> **PROBLEM TO SOLVE**:
From the entries that follow, report every line in which "effects" occurs.
────────────────
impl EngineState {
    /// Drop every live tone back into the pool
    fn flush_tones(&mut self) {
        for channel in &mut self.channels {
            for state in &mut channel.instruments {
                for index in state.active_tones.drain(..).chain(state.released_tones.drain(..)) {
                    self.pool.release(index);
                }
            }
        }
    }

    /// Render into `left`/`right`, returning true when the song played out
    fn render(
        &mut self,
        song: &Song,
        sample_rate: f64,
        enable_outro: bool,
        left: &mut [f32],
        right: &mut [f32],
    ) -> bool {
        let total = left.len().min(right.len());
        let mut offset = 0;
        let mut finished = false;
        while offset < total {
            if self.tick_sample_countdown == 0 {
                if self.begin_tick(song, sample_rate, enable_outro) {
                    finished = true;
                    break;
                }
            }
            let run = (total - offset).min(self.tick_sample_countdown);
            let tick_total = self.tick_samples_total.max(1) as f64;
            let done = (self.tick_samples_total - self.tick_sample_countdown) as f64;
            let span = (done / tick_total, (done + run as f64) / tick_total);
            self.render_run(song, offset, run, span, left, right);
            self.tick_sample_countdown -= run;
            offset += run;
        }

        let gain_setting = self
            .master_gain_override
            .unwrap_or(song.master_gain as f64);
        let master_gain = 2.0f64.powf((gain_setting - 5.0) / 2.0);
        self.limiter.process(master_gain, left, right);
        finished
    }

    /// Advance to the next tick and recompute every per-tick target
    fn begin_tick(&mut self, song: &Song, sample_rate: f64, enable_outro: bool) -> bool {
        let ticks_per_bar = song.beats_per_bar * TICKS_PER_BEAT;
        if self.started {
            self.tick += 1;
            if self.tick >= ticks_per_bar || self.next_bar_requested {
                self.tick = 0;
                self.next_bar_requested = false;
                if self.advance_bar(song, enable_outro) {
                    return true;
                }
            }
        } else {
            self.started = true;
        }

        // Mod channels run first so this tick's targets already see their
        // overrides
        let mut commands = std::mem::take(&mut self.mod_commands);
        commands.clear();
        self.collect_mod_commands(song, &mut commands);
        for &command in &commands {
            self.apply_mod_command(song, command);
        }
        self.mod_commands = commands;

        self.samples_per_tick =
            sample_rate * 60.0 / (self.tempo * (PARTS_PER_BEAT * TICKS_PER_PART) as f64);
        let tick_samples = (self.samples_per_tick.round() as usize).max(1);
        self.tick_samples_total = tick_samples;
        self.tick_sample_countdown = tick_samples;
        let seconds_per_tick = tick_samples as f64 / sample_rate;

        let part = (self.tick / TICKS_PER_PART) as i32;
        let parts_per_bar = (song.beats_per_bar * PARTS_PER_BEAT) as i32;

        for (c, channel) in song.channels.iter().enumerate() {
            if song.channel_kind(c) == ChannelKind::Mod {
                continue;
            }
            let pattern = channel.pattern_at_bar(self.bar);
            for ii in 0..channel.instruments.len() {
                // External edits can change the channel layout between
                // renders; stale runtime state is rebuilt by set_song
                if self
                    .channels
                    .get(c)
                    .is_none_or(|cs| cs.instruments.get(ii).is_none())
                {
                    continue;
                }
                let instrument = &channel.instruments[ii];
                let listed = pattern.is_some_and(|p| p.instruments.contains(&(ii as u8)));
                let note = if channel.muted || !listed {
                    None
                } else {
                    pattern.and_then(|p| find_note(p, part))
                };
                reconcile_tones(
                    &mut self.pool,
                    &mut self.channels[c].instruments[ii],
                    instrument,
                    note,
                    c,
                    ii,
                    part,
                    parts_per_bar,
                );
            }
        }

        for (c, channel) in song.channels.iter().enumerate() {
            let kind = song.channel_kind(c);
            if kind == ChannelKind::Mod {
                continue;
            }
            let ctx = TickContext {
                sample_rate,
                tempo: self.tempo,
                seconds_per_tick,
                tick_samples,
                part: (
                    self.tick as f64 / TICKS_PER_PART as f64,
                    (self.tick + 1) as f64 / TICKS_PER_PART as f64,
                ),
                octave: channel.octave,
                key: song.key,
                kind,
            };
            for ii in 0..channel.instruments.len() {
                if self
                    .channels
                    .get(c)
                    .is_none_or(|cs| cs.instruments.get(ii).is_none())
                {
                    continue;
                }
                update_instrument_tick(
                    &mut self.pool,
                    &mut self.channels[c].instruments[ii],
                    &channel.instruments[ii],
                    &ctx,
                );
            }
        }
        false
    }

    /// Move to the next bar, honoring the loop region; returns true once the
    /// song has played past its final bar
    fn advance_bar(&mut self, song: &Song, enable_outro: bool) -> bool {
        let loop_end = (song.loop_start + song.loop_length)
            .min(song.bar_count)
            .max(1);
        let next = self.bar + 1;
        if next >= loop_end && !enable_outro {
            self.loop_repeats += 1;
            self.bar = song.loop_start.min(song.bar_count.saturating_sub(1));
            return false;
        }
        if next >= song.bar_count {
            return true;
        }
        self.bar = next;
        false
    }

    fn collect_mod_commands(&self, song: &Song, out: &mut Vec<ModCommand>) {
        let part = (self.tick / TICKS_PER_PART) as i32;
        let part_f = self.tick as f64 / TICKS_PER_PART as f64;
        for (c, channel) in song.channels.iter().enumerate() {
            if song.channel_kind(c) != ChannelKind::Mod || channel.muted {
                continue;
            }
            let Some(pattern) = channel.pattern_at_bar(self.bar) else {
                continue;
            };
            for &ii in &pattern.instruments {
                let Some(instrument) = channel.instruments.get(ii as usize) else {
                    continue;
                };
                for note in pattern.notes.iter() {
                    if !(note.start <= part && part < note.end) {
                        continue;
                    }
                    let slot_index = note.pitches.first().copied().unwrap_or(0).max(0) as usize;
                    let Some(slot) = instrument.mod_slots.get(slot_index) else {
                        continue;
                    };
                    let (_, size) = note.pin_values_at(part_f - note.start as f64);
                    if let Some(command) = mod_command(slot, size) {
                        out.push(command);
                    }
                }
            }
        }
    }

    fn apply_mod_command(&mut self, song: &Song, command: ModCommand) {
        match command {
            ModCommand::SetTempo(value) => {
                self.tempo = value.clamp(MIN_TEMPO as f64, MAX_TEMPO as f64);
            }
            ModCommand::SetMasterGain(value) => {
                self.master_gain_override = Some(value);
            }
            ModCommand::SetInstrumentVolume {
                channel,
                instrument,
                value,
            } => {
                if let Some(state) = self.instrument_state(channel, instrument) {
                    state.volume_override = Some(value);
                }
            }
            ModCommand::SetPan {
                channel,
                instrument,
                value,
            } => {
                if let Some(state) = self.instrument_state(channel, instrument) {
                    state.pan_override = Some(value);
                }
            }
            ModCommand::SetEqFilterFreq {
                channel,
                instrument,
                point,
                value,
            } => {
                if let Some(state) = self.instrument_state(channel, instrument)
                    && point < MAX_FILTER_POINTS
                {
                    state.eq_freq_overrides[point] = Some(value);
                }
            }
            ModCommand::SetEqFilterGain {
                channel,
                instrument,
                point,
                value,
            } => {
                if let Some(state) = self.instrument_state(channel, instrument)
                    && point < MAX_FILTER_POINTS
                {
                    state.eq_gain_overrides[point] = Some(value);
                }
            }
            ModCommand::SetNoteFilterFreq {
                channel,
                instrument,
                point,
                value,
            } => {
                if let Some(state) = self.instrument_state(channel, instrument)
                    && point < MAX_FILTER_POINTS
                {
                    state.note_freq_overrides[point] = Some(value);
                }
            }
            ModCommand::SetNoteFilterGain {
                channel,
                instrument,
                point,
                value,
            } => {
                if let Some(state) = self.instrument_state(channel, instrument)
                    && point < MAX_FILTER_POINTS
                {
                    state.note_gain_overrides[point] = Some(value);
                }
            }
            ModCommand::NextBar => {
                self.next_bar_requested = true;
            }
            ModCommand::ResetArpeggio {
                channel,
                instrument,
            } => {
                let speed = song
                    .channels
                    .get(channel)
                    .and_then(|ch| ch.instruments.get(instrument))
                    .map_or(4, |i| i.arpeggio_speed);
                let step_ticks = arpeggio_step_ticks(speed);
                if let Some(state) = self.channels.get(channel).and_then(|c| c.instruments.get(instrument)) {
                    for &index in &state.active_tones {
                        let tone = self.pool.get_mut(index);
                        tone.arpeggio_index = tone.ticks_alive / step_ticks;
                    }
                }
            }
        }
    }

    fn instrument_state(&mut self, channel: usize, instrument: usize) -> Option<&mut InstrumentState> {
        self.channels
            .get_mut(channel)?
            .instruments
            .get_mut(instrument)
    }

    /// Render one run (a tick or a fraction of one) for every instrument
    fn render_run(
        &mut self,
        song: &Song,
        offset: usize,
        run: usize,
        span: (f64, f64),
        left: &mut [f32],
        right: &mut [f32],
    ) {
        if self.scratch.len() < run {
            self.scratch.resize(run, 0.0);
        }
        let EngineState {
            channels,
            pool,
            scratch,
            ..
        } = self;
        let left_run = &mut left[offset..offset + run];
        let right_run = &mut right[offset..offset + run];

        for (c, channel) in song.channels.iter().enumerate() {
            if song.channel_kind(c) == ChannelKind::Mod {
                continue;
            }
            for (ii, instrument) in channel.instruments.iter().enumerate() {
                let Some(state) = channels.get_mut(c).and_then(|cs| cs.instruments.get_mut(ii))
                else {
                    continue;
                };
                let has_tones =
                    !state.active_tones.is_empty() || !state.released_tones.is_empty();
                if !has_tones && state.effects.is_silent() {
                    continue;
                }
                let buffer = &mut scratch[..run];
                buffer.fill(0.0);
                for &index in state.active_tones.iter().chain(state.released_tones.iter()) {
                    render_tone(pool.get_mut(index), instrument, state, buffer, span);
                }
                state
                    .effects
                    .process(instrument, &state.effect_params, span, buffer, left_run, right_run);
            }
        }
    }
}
────────────────
> **RESULT OF THE EXERCISE**:
                if !has_tones && state.effects.is_silent() {
                    .effects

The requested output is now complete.